Major performance regression on older Intel CPU
greatroar opened this issue · comments
I got the following benchmark results for sha256-simd v0.1.1 on an Intel Core i7-3770K (Go 1.16.2, Linux):
name speed
Hash/AVX_/8Bytes-8 34.7MB/s ± 0%
Hash/AVX_/1K-8 312MB/s ± 1%
Hash/AVX_/8K-8 332MB/s ± 0%
Hash/AVX_/1M-8 336MB/s ± 0%
Hash/AVX_/5M-8 334MB/s ± 1%
Hash/AVX_/10M-8 333MB/s ± 2%
Hash/SSSE/8Bytes-8 34.6MB/s ± 1%
Hash/SSSE/1K-8 311MB/s ± 0%
Hash/SSSE/8K-8 333MB/s ± 0%
Hash/SSSE/1M-8 334MB/s ± 0%
Hash/SSSE/5M-8 334MB/s ± 1%
Hash/SSSE/10M-8 333MB/s ± 1%
Hash/GEN_/8Bytes-8 23.8MB/s ± 1%
Hash/GEN_/1K-8 210MB/s ± 1%
Hash/GEN_/8K-8 225MB/s ± 1%
Hash/GEN_/1M-8 227MB/s ± 0%
Hash/GEN_/5M-8 225MB/s ± 1%
Hash/GEN_/10M-8 226MB/s ± 1%
Performance of the GEN version is unchanged in v1.0.0, as expected, so dropping the SSSE/AVX asm version reduces throughput by a third on this CPU. sha256-simd is no longer faster than the stdlib implementation.

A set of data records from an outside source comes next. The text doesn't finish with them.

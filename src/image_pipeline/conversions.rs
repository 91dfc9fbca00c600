//! Pipeline conversions module
//!
//! This module contains orchestration logic for CFA to RGB conversion.

mod cfa_to_rgb;
mod timing;


pub use cfa_to_rgb::CfaToRgbPipeline;
pub use timing::{PipelineTimings, StepTiming, Timer};
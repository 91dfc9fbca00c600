//! Super-pixel demosaicing of Bayer CFA images.
//!
//! Every 2x2 Bayer cell of the mosaic collapses into one RGB pixel, halving
//! both image dimensions. The two green samples of a cell are averaged.

pub mod image_pipeline;
pub mod logger;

Would you consider resurrecting the SSSE asm?
You should just use standard sha256 that comes with Go @greatroar this package is not useful otherwise. The purpose was to reduce the scope of this package and advise users to migrate to stdlib.

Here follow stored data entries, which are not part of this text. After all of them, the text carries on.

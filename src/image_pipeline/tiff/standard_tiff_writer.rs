use std::io::{Cursor, Write};

use tiff::encoder::colortype::{self, ColorType};
use tiff::encoder::{Compression, TiffEncoder, TiffValue};
use tiff::tags::{Predictor, Tag};
use tracing::debug;

use crate::image_pipeline::common::error::{ConversionError, Result};
use crate::image_pipeline::mosaic::{Image, ImageVariant};
use crate::image_pipeline::provenance::{Provenance, TOOL_NAME, TOOL_VERSION};
use crate::image_pipeline::tiff::types::{ConversionConfig, TiffCompression};
use crate::image_pipeline::tiff::writer::RgbWriter;

/// Writes interleaved RGB TIFFs in the sample kind of the image
/// (RGB8, RGB16, RGB32, RGB32Float or RGB64Float).
pub struct StandardTiffWriter;

fn encode_error(e: tiff::TiffError) -> ConversionError {
    ConversionError::EncodeError(e.to_string())
}

fn write_image<C>(
    encoder: &mut TiffEncoder<Cursor<&mut Vec<u8>>>,
    image: &Image<C::Inner>,
    description: &str,
) -> Result<()>
where
    C: ColorType,
    [C::Inner]: TiffValue,
{
    let mut tiff_image = encoder
        .new_image::<C>(image.width() as u32, image.height() as u32)
        .map_err(encode_error)?;

    let software = format!("{TOOL_NAME} {TOOL_VERSION}");
    tiff_image
        .encoder()
        .write_tag(Tag::Software, software.as_str())
        .map_err(encode_error)?;
    if !description.is_empty() {
        tiff_image
            .encoder()
            .write_tag(Tag::ImageDescription, description)
            .map_err(encode_error)?;
    }

    tiff_image.write_data(image.data()).map_err(encode_error)
}

impl RgbWriter for StandardTiffWriter {
    fn write_rgb(
        &self,
        image: &ImageVariant,
        provenance: &Provenance,
        output: &mut dyn Write,
        config: &ConversionConfig,
    ) -> Result<()> {
        debug!(
            "Encoding RGB TIFF image: {}x{} ({})",
            image.width(),
            image.height(),
            image.sample_kind()
        );

        if image.channels() != 3 {
            return Err(ConversionError::InvalidChannelCount(image.channels()));
        }

        let mut buffer = Vec::new();
        
        let compression = match config.compression {
            TiffCompression::None => Compression::Uncompressed,
            TiffCompression::Lzw => Compression::Lzw,
            TiffCompression::DeflateFast => Compression::Deflate(tiff::encoder::compression::DeflateLevel::Fast),
            TiffCompression::DeflateBalanced => Compression::Deflate(tiff::encoder::compression::DeflateLevel::Balanced),
            TiffCompression::DeflateBest => Compression::Deflate(tiff::encoder::compression::DeflateLevel::Best),
        };
        
        let mut encoder = TiffEncoder::new(Cursor::new(&mut buffer))
            .map_err(encode_error)?
            .with_compression(compression);
        
        // horizontal differencing is only defined for integer samples
        if let Some(predictor_val) = config.predictor {
            if !image.sample_kind().is_float() {
                let predictor = match predictor_val {
                    2 => Predictor::Horizontal,
                    _ => Predictor::None,
                };
                encoder = encoder.with_predictor(predictor);
            }
        }

        let description = provenance.to_text();
        match image {
            ImageVariant::UInt8(rgb) => write_image::<colortype::RGB8>(&mut encoder, rgb, &description)?,
            ImageVariant::UInt16(rgb) => write_image::<colortype::RGB16>(&mut encoder, rgb, &description)?,
            ImageVariant::UInt32(rgb) => write_image::<colortype::RGB32>(&mut encoder, rgb, &description)?,
            ImageVariant::Float32(rgb) => write_image::<colortype::RGB32Float>(&mut encoder, rgb, &description)?,
            ImageVariant::Float64(rgb) => write_image::<colortype::RGB64Float>(&mut encoder, rgb, &description)?,
            ImageVariant::Complex32(_) | ImageVariant::Complex64(_) => {
                return Err(ConversionError::ComplexSample);
            }
        }
        drop(encoder);
        
        output.write_all(&buffer)?;
        
        debug!("TIFF encoding complete, {} bytes", buffer.len());
        Ok(())
    }
}

#[cfg(test)]
mod tests {
    use super::*;
    use tiff::decoder::{Decoder, DecodingResult};

    fn rgb16(width: usize, height: usize) -> ImageVariant {
        let data = (0..width * height * 3).map(|i| (i * 100) as u16).collect();
        ImageVariant::UInt16(Image::from_vec(width, height, 3, data).unwrap())
    }

    #[test]
    fn writes_rgb_with_provenance() {
        let mut provenance = Provenance::new();
        provenance.record_conversion(crate::image_pipeline::debayer::BayerPattern::Grbg);

        let config = ConversionConfig::builder()
            .compression(TiffCompression::Lzw)
            .predictor(Some(2))
            .build();
        let mut output = Vec::new();
        StandardTiffWriter
            .write_rgb(&rgb16(3, 2), &provenance, &mut output, &config)
            .unwrap();

        let mut decoder = Decoder::new(Cursor::new(output)).unwrap();
        assert_eq!(decoder.dimensions().unwrap(), (3, 2));
        assert_eq!(decoder.colortype().unwrap(), tiff::ColorType::RGB(16));
        let description = decoder.get_tag_ascii_string(Tag::ImageDescription).unwrap();
        assert!(description.ends_with("CFA2RGB.pattern: GRBG"));
        match decoder.read_image().unwrap() {
            DecodingResult::U16(data) => assert_eq!(data[5], 500),
            _ => panic!("expected 16-bit samples"),
        }
    }

    #[test]
    fn writes_float_rgb() {
        let image = ImageVariant::Float32(Image::from_vec(1, 1, 3, vec![0.25f32, 0.5, 0.75]).unwrap());
        let mut output = Vec::new();
        StandardTiffWriter
            .write_rgb(&image, &Provenance::new(), &mut output, &ConversionConfig::default())
            .unwrap();

        let mut decoder = Decoder::new(Cursor::new(output)).unwrap();
        match decoder.read_image().unwrap() {
            DecodingResult::F32(data) => assert_eq!(data, vec![0.25, 0.5, 0.75]),
            _ => panic!("expected float samples"),
        }
    }

    #[test]
    fn rejects_single_plane_image() {
        let image = ImageVariant::UInt8(Image::from_vec(2, 2, 1, vec![0u8; 4]).unwrap());
        let mut output = Vec::new();
        let result = StandardTiffWriter.write_rgb(&image, &Provenance::new(), &mut output, &ConversionConfig::default());
        assert!(matches!(result, Err(ConversionError::InvalidChannelCount(1))));
        assert!(output.is_empty());
    }
}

You mean this package is essentially being deprecated?
You mean this package is essentially being deprecated?
Correct @greatroar
Ok, thanks for the heads up.
I don't think it makes sense to deprecate this package.
Go standard library still does not support native SHA extensions.
Best it can do is seems to be AVX2, even for modern CPUs, which results in a roughly ~5x difference.
From syncthing:
Single thread SHA256 performance is 1857 MB/s using minio/sha256-simd (431 MB/s using crypto/sha256).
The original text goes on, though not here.